Monday, August 06, 2007

An opening, and a closing

Close to 2 weeks since my last blog! But don't think this means nothing has been happening... It's actually the opposite. Some things just can't be blogged...

We have had some rough times - our staff have had to go out on some very long limbs to ensure the protection of a couple of kids, but all round we seem to be reaching good conclusions. It's hard to say more!

In the midst of it all, I went to a wonderful event last Tuesday night: the opening of a cafe.

By local standards, the cafe was pretty ordinary. Plastic flowers on the wall; a karaoke system loud enough to service a football stadium; and tiny plastic stools around tiny timber tables.

But for me, this was a very special opening night. The cafe owner, Tuyen, is the older brother of one of the teens at Blue Dragon. This boy - I'll call him Van - has had a pretty depressing life. Since his mother died a few years back, the family has fallen apart. Both Tuyen and Van have spent time shining shoes to support their family, and another brother has been in and out of drug rehabilitation over the past 3 years.

The opening of Tuyen's cafe was the first real success that Van's family has experienced in a long time. Tuyen and his wife Trang were so eager to please, and their drinks really were better then average. Their cafe will never make them rich, but it's their own cafe, and it's about a million times better than working as a shoeshine. Their determination and initiative deserve a medal. They won't get one, but the pride on their faces (and on Van's face) more than made up for it.

Also in the past week, the hope of a closing...

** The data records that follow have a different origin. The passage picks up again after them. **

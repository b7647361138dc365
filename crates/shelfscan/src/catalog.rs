//! Resolving an [`Isbn`] to a [`BookRecord`] using a remote catalog.

use log::{error, info};

use crate::{
    api::{self, Client},
    interact::{Notice, Notifier},
    isbn::Isbn,
    record::BookRecord,
    Error, ErrorKind,
};

/// The catalog services that can be searched.
#[derive(Copy, Clone, Debug, Default, PartialEq, Eq)]
pub enum CatalogKind {
    /// The Open Library books API.
    #[default]
    OpenLibrary,
    /// The Google Books volumes API, which has no LCCN data.
    GoogleBooks,
}

impl CatalogKind {
    /// The base URL of the public service.
    #[must_use]
    pub const fn default_url(self) -> &'static str {
        match self {
            Self::OpenLibrary => api::open_library::OPEN_LIBRARY_URL,
            Self::GoogleBooks => api::google_books::GOOGLE_BOOKS_URL,
        }
    }

    /// Display name of the service.
    #[must_use]
    pub const fn name(self) -> &'static str {
        match self {
            Self::OpenLibrary => "Open Library",
            Self::GoogleBooks => "Google Books",
        }
    }
}

/// Something that can look up the catalog data for an ISBN.
pub trait Lookup {
    /// Looks up `isbn`, failing when there is no match or the request fails.
    ///
    /// # Errors
    ///
    /// [`ErrorKind::NoValue`] when nothing is found, [`ErrorKind::IO`] or
    /// [`ErrorKind::Deserialize`] when the request or response is broken.
    fn lookup(&self, isbn: &Isbn) -> Result<BookRecord, Error>;

    /// Looks up `isbn`, degrading every failure to an empty record after notifying the user.
    ///
    /// A miss is reported as [`Notice::NotFound`], anything else as [`Notice::NetworkError`] and
    /// is also logged. The returned record always carries `isbn`.
    fn resolve<N: Notifier + ?Sized>(&self, isbn: &Isbn, notifier: &mut N) -> BookRecord {
        match self.lookup(isbn) {
            Ok(record) => record,
            Err(err) if err.kind() == ErrorKind::NoValue => {
                info!("{err}");
                notifier.notify(Notice::NotFound);
                BookRecord::empty(isbn.as_str())
            }
            Err(err) => {
                error!("Error fetching book data: {err}");
                notifier.notify(Notice::NetworkError);
                BookRecord::empty(isbn.as_str())
            }
        }
    }
}

/// A [`Lookup`] against one of the [`CatalogKind`] services.
#[derive(Debug)]
pub struct Catalog<C = reqwest::blocking::Client> {
    client: C,
    kind: CatalogKind,
    base_url: String,
}

impl Catalog {
    /// A catalog of `kind` using a default HTTP client, optionally pointed at a different
    /// `base_url` than the public service.
    #[must_use]
    pub fn new(kind: CatalogKind, base_url: Option<String>) -> Self {
        Self::with_client(reqwest::blocking::Client::new(), kind, base_url)
    }
}

impl<C: Client> Catalog<C> {
    /// A catalog of `kind` using `client`, optionally pointed at a different `base_url`.
    pub fn with_client(client: C, kind: CatalogKind, base_url: Option<String>) -> Self {
        let base_url = base_url.unwrap_or_else(|| kind.default_url().to_owned());
        Self {
            client,
            kind,
            base_url,
        }
    }

    /// The base URL requests are made against.
    #[must_use]
    pub fn base_url(&self) -> &str {
        &self.base_url
    }
}

impl<C: Client> Lookup for Catalog<C> {
    fn lookup(&self, isbn: &Isbn) -> Result<BookRecord, Error> {
        match self.kind {
            CatalogKind::OpenLibrary => {
                api::open_library::get_book_by_isbn(&self.client, &self.base_url, isbn)
            }
            CatalogKind::GoogleBooks => {
                api::google_books::get_book_by_isbn(&self.client, &self.base_url, isbn)
            }
        }
    }
}
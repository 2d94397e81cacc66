pub mod filter;
pub mod storage;
pub mod types;

pub use filter::filter_by_search;
pub use storage::{load_colleges, parse_colleges, sample_colleges, DataFormat};
pub use types::{CategoryRatings, College, FacultyInfo, PlacementStats, ResearchStats};
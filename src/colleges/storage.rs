use anyhow::{anyhow, bail, Context, Result};
use serde::de::DeserializeOwned;
use serde::Deserialize;
use std::fs;
use std::path::Path;
use tracing::debug;

use super::types::College;

const SAMPLE_DATA: &str = include_str!("../../data/colleges.json");

#[derive(Debug, Clone, Copy, PartialEq, Eq)]
pub enum DataFormat {
    Json,
    Yaml,
}

impl DataFormat {
    /// Pick the format from a file extension
    pub fn from_path(path: &Path) -> Result<Self> {
        let ext = path
            .extension()
            .and_then(|e| e.to_str())
            .map(str::to_ascii_lowercase);
        match ext.as_deref() {
            Some("json") => Ok(DataFormat::Json),
            Some("yaml") | Some("yml") => Ok(DataFormat::Yaml),
            _ => bail!(
                "Unsupported data file {}: expected .json, .yaml or .yml",
                path.display()
            ),
        }
    }
}

/// `colleges:` wrapper around the record list
#[derive(Deserialize)]
#[serde(deny_unknown_fields)]
struct Wrapped {
    colleges: Vec<College>,
}

/// Whether the document is a bare list rather than a `colleges:` mapping.
///
/// Looks at the first line that is not blank, a comment or a `---` marker.
fn is_bare_list(content: &str) -> bool {
    content
        .lines()
        .map(str::trim_start)
        .find(|line| !line.is_empty() && !line.starts_with('#') && !line.starts_with("---"))
        .is_some_and(|line| line.starts_with('[') || line.starts_with("- ") || line == "-")
}

fn parse_json<T: DeserializeOwned>(content: &str) -> Result<T> {
    let mut de = serde_json::Deserializer::from_str(content);
    let value = serde_path_to_error::deserialize(&mut de).map_err(|err| {
        let path = err.path().to_string();
        if path.is_empty() || path == "." {
            anyhow!("invalid JSON: {}", err.inner())
        } else {
            anyhow!("invalid JSON at '{}': {}", path, err.inner())
        }
    })?;
    de.end().map_err(|e| anyhow!("invalid JSON: {}", e))?;
    Ok(value)
}

fn parse_yaml<T: DeserializeOwned>(content: &str) -> Result<T> {
    serde_saphyr::from_str(content).map_err(|e| anyhow!("invalid YAML: {}", e))
}

/// Parse college records from a string.
///
/// Accepts either a bare list or a `colleges:` wrapper. Errors name the
/// offending record and field where the format allows it.
pub fn parse_colleges(content: &str, format: DataFormat) -> Result<Vec<College>> {
    let bare = is_bare_list(content);
    let colleges = match (format, bare) {
        (DataFormat::Json, true) => parse_json::<Vec<College>>(content),
        (DataFormat::Json, false) => parse_json::<Wrapped>(content).map(|w| w.colleges),
        (DataFormat::Yaml, true) => parse_yaml::<Vec<College>>(content),
        (DataFormat::Yaml, false) => parse_yaml::<Wrapped>(content).map(|w| w.colleges),
    };
    colleges.map_err(|e| anyhow!("Failed to parse college data: {}", e))
}

/// Load college records from a JSON or YAML file
///
/// # Errors
///
/// Returns an error if:
/// - The file extension is not .json, .yaml or .yml
/// - The file cannot be read
/// - The contents cannot be parsed
pub fn load_colleges(path: &Path) -> Result<Vec<College>> {
    let format = DataFormat::from_path(path)?;
    let content = fs::read_to_string(path)
        .with_context(|| format!("Failed to read college data at {}", path.display()))?;
    let colleges = parse_colleges(&content, format)
        .with_context(|| format!("Invalid college data in {}", path.display()))?;
    debug!(count = colleges.len(), path = %path.display(), "Loaded colleges");
    Ok(colleges)
}

/// The bundled demo dataset
pub fn sample_colleges() -> Result<Vec<College>> {
    parse_colleges(SAMPLE_DATA, DataFormat::Json).context("Bundled sample data is invalid")
}
use thiserror::Error;

#[derive(Debug, Clone, PartialEq, Eq, Error)]
pub enum RankingError {
    /// Every weight is zero, so no weighted average exists.
    #[error("invalid weights: at least one factor weight must be above zero")]
    InvalidWeights,

    #[error("unknown preset '{0}'")]
    UnknownPreset(String),

    #[error("unknown factor '{0}'")]
    UnknownFactor(String),

    /// A record missing an identity field. Ranking skips these.
    #[error("malformed record at position {index}: {reason}")]
    MalformedRecord { index: usize, reason: String },

    #[error("college '{0}' is not in the ranking")]
    UnknownCollege(String),
}
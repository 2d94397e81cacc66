use serde::{Deserialize, Serialize};
use std::collections::BTreeMap;

use super::error::RankingError;
use super::factors::Factor;
use super::weights::{Preset, WeightVector};

/// Main scoring configuration.
///
/// Starts from a preset (balanced when unset) and overrides individual
/// factor weights on top of it.
///
/// Example YAML:
/// ```yaml
/// scoring:
///   preset: research_focused
///   weights:
///     placements: 25
///     diversity: 0
/// ```
#[derive(Debug, Clone, Default, Deserialize, Serialize, PartialEq)]
#[serde(deny_unknown_fields)]
pub struct ScoringConfig {
    /// Preset id, e.g. "placement_focused"
    #[serde(default, skip_serializing_if = "Option::is_none")]
    pub preset: Option<String>,

    /// Factor id -> weight. Kept loose so validation can report bad keys
    /// and negative values together.
    #[serde(default, skip_serializing_if = "Option::is_none")]
    pub weights: Option<BTreeMap<String, i64>>,
}

impl ScoringConfig {
    /// Config holding exactly these weights, no preset
    pub fn from_weights(weights: &WeightVector) -> Self {
        Self {
            preset: None,
            weights: Some(
                weights
                    .entries()
                    .map(|(f, w)| (f.id().to_string(), i64::from(w)))
                    .collect(),
            ),
        }
    }

    /// Apply `other` on top of `self`.
    ///
    /// A preset in `other` replaces both the preset and the weight overrides
    /// of `self`; without one, `other`'s weights merge into `self`'s.
    pub fn merged(&self, other: &ScoringConfig) -> ScoringConfig {
        let mut merged = self.clone();
        if other.preset.is_some() {
            merged.preset = other.preset.clone();
            merged.weights = None;
        }
        if let Some(ref overrides) = other.weights {
            merged
                .weights
                .get_or_insert_with(BTreeMap::new)
                .extend(overrides.iter().map(|(k, v)| (k.clone(), *v)));
        }
        merged
    }

    /// Turn the config into a concrete weight vector.
    ///
    /// Does not check the total; run `validate_scoring` for a full report.
    pub fn resolve(&self) -> Result<WeightVector, RankingError> {
        let mut weights = match self.preset.as_deref() {
            Some(id) => id.parse::<Preset>()?.weights(),
            None => Preset::Balanced.weights(),
        };
        if let Some(ref overrides) = self.weights {
            for (key, &value) in overrides {
                let factor: Factor = key.parse()?;
                let value = u32::try_from(value).map_err(|_| RankingError::InvalidWeights)?;
                weights.set(factor, value);
            }
        }
        Ok(weights)
    }
}

#[cfg(test)]
mod tests {
    use super::*;

    #[test]
    fn test_default_resolves_to_balanced() {
        let weights = ScoringConfig::default().resolve().unwrap();
        assert_eq!(weights, Preset::Balanced.weights());
    }

    #[test]
    fn test_overrides_apply_on_top_of_preset() {
        let yaml = r#"
preset: research_focused
weights:
  placements: 25
  diversity: 0
"#;
        let config: ScoringConfig = serde_saphyr::from_str(yaml).unwrap();
        let weights = config.resolve().unwrap();
        assert_eq!(weights.get(Factor::Academics), 30);
        assert_eq!(weights.get(Factor::Placements), 25);
        assert_eq!(weights.get(Factor::Diversity), 0);
    }

    #[test]
    fn test_resolve_rejects_unknown_preset_and_factor() {
        let config = ScoringConfig {
            preset: Some("nope".to_string()),
            weights: None,
        };
        assert_eq!(
            config.resolve(),
            Err(RankingError::UnknownPreset("nope".to_string()))
        );

        let config = ScoringConfig {
            preset: None,
            weights: Some(BTreeMap::from([("charm".to_string(), 5)])),
        };
        assert_eq!(
            config.resolve(),
            Err(RankingError::UnknownFactor("charm".to_string()))
        );
    }

    #[test]
    fn test_merge_cli_over_file() {
        let file = ScoringConfig {
            preset: Some("balanced".to_string()),
            weights: Some(BTreeMap::from([("research".to_string(), 40)])),
        };
        let cli = ScoringConfig {
            preset: None,
            weights: Some(BTreeMap::from([("innovation".to_string(), 0)])),
        };
        let merged = file.merged(&cli);
        assert_eq!(merged.preset.as_deref(), Some("balanced"));
        let weights = merged.weights.unwrap();
        assert_eq!(weights.get("research"), Some(&40));
        assert_eq!(weights.get("innovation"), Some(&0));
    }

    #[test]
    fn test_cli_preset_replaces_file_weights() {
        let file = ScoringConfig {
            preset: Some("balanced".to_string()),
            weights: Some(BTreeMap::from([("research".to_string(), 40)])),
        };
        let cli = ScoringConfig {
            preset: Some("placement_focused".to_string()),
            weights: Some(BTreeMap::from([("innovation".to_string(), 0)])),
        };
        let merged = file.merged(&cli);
        assert_eq!(merged.preset.as_deref(), Some("placement_focused"));
        let weights = merged.weights.unwrap();
        assert_eq!(weights.get("research"), None);
        assert_eq!(weights.get("innovation"), Some(&0));
    }

    #[test]
    fn test_cli_preset_overrides_saved_weights() {
        let saved = ScoringConfig::from_weights(&Preset::Balanced.weights());
        let cli = ScoringConfig {
            preset: Some("placement_focused".to_string()),
            weights: None,
        };
        let resolved = saved.merged(&cli).resolve().unwrap();
        assert_eq!(resolved, Preset::PlacementFocused.weights());
        assert_eq!(resolved.get(Factor::Placements), 35);
    }

    #[test]
    fn test_from_weights_roundtrip() {
        let original = Preset::InfrastructureFocused.weights();
        let config = ScoringConfig::from_weights(&original);
        assert!(config.preset.is_none());
        assert_eq!(config.resolve().unwrap(), original);
    }

    #[test]
    fn test_scoring_config_serde_roundtrip() {
        let config = ScoringConfig {
            preset: Some("reputation_focused".to_string()),
            weights: Some(BTreeMap::from([("faculty".to_string(), 12)])),
        };
        let yaml = serde_saphyr::to_string(&config).unwrap();
        let parsed: ScoringConfig = serde_saphyr::from_str(&yaml).unwrap();
        assert_eq!(config, parsed);
    }

    #[test]
    fn test_unknown_fields_rejected() {
        let yaml = "preset: balanced\nbase_score: 100\n";
        assert!(serde_saphyr::from_str::<ScoringConfig>(yaml).is_err());
    }

    #[test]
    fn test_empty_scoring_config_parse() {
        let config: ScoringConfig = serde_saphyr::from_str("{}").unwrap();
        assert!(config.preset.is_none());
        assert!(config.weights.is_none());
    }
}
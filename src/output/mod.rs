pub mod formatter;

pub use formatter::{
    format_breakdown, format_comparison, format_csv, format_factors, format_json, format_presets,
    format_ranked_table, format_tsv, format_weights, should_use_colors,
};
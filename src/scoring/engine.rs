use serde::Serialize;
use std::collections::BTreeMap;
use tracing::{debug, warn};

use super::error::RankingError;
use super::factors::{clamp_score, score_factor, Factor};
use super::weights::WeightVector;
use crate::colleges::College;

/// A college with its per-factor scores, overall score and rank.
#[derive(Debug, Clone, PartialEq, Serialize)]
#[serde(rename_all = "camelCase")]
pub struct RankedCollege {
    #[serde(flatten)]
    pub college: College,
    pub detailed_scores: BTreeMap<Factor, f64>,
    pub overall_score: u32,
    /// 1-based
    pub rank: usize,
}

impl RankedCollege {
    pub fn score(&self, factor: Factor) -> f64 {
        self.detailed_scores.get(&factor).copied().unwrap_or(0.0)
    }
}

/// Result of ranking: the ordered colleges plus any records that were skipped.
#[derive(Debug, Clone, Default, PartialEq)]
pub struct Ranking {
    pub ranked: Vec<RankedCollege>,
    /// Always `RankingError::MalformedRecord`
    pub skipped: Vec<RankingError>,
}

impl Ranking {
    pub fn is_empty(&self) -> bool {
        self.ranked.is_empty()
    }

    pub fn len(&self) -> usize {
        self.ranked.len()
    }

    /// Look up by 1-based rank
    pub fn at_rank(&self, rank: usize) -> Option<&RankedCollege> {
        rank.checked_sub(1).and_then(|i| self.ranked.get(i))
    }

    pub fn find(&self, id: &str) -> Option<&RankedCollege> {
        self.ranked.iter().find(|r| r.college.id == id)
    }
}

/// Score all 8 factors for one college
pub fn detailed_scores(college: &College) -> BTreeMap<Factor, f64> {
    Factor::ALL
        .into_iter()
        .map(|f| (f, score_factor(college, f)))
        .collect()
}

/// Weighted average of the factor scores, rounded to an integer in [0, 100].
pub fn score_overall(college: &College, weights: &WeightVector) -> Result<u32, RankingError> {
    weighted_average(&detailed_scores(college), weights)
}

fn weighted_average(
    scores: &BTreeMap<Factor, f64>,
    weights: &WeightVector,
) -> Result<u32, RankingError> {
    let total = weights.total();
    if total == 0 {
        return Err(RankingError::InvalidWeights);
    }
    let weighted: f64 = weights
        .entries()
        .map(|(f, w)| scores.get(&f).copied().unwrap_or(0.0) * f64::from(w))
        .sum();
    Ok(clamp_score((weighted / total as f64).round()) as u32)
}

/// Rank colleges by overall score, highest first.
///
/// Ties keep input order. Records missing an id or name are left out of the
/// ranking and reported in `Ranking::skipped`. An empty input yields an
/// empty ranking regardless of the weights.
pub fn rank(colleges: &[College], weights: &WeightVector) -> Result<Ranking, RankingError> {
    if colleges.is_empty() {
        return Ok(Ranking::default());
    }
    if weights.total() == 0 {
        return Err(RankingError::InvalidWeights);
    }

    let mut skipped = Vec::new();
    let mut ranked = Vec::with_capacity(colleges.len());

    for (index, college) in colleges.iter().enumerate() {
        if let Some(reason) = college.missing_identity() {
            warn!(index, reason, "Skipping malformed college record");
            skipped.push(RankingError::MalformedRecord {
                index,
                reason: reason.to_string(),
            });
            continue;
        }

        let detailed = detailed_scores(college);
        let overall = weighted_average(&detailed, weights)?;
        debug!(id = %college.id, overall, "Scored college");

        ranked.push(RankedCollege {
            college: college.clone(),
            detailed_scores: detailed,
            overall_score: overall,
            rank: 0,
        });
    }

    // sort_by is stable, so equal scores keep input order
    ranked.sort_by(|a, b| b.overall_score.cmp(&a.overall_score));
    for (i, entry) in ranked.iter_mut().enumerate() {
        entry.rank = i + 1;
    }

    Ok(Ranking { ranked, skipped })
}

Blue Dragon has been helping about 30 families in Hue (Central Viet Nam), although we don't have any staff there, or even an official program. Once or twice a month, we take the train 600kms south to visit the villages and catch up with the families. Most of them have children who were trafficked to Saigon to work on the streets, and many have kids with disabilities or serious health conditions.

One of these is a boy named Ngoc, who at age 13 has a cleft lip. His parents consider their son to be cursed - and they tell him often. He's never been to school, never been taught to read and write, never been encouraged to think or talk or enjoy life.

We've been trying to get a hospital to operate on Ngoc for about 8 months, but every time we're close something goes wrong. Ngoc gets sick, or the hospital is busy - one time he even broke his arm. But we're sick of waiting, so on Saturday night we accompanied him to Hanoi on the overnight sleeper bus.

Ngoc will stay with us while we find a hospital to close up his cleft lip; and just as importantly we will help Ngoc to gain some confidence. Even though we have only a month or two, we should be able to teach him some basic literacy.

Ngoc's life is unimaginable to anyone who has not spent time in his village and seen what it is like. It's nearly impossible to comprehend how someone can be so badly treated by an entire village, including his own parents. I can't explain it myself, except to say that ALL of the children with disabilities in that area are treated the same.